[WORK REQUIRED]: A single number is the answer: how many lines of the data hold "crate"?

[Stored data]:
--

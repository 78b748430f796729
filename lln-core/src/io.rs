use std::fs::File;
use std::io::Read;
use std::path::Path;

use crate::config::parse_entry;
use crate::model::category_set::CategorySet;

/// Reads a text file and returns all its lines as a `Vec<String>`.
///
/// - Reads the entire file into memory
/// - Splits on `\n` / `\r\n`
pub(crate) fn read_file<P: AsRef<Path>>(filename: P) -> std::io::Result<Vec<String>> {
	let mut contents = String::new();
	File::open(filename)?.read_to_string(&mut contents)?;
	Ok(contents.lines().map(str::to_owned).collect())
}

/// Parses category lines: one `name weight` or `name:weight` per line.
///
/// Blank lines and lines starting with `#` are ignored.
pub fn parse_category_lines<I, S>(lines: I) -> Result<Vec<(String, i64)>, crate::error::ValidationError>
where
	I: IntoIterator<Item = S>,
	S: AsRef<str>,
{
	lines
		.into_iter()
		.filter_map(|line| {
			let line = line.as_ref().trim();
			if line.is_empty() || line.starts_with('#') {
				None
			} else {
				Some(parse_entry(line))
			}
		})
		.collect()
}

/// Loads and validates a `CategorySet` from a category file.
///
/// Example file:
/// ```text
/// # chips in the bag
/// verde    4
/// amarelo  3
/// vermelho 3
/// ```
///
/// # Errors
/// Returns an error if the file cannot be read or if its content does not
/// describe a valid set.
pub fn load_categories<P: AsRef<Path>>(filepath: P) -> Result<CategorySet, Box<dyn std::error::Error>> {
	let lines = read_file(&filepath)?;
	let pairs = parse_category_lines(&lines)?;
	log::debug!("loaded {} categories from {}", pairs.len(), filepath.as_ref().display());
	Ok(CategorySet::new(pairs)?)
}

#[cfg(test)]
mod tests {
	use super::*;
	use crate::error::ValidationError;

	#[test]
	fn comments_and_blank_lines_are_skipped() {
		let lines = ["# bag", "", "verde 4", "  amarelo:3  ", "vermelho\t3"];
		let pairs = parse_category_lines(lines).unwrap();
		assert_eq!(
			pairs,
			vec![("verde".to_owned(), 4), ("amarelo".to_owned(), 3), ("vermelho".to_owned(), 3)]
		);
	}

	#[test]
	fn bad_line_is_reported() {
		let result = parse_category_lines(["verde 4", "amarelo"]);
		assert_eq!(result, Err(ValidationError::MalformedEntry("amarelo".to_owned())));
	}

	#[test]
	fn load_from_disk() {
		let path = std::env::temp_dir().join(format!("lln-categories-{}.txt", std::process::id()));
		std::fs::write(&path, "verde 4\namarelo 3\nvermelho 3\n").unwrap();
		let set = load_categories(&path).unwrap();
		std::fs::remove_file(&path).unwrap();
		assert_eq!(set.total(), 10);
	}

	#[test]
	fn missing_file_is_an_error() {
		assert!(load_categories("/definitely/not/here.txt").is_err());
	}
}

--

[THE ANSWER]: 5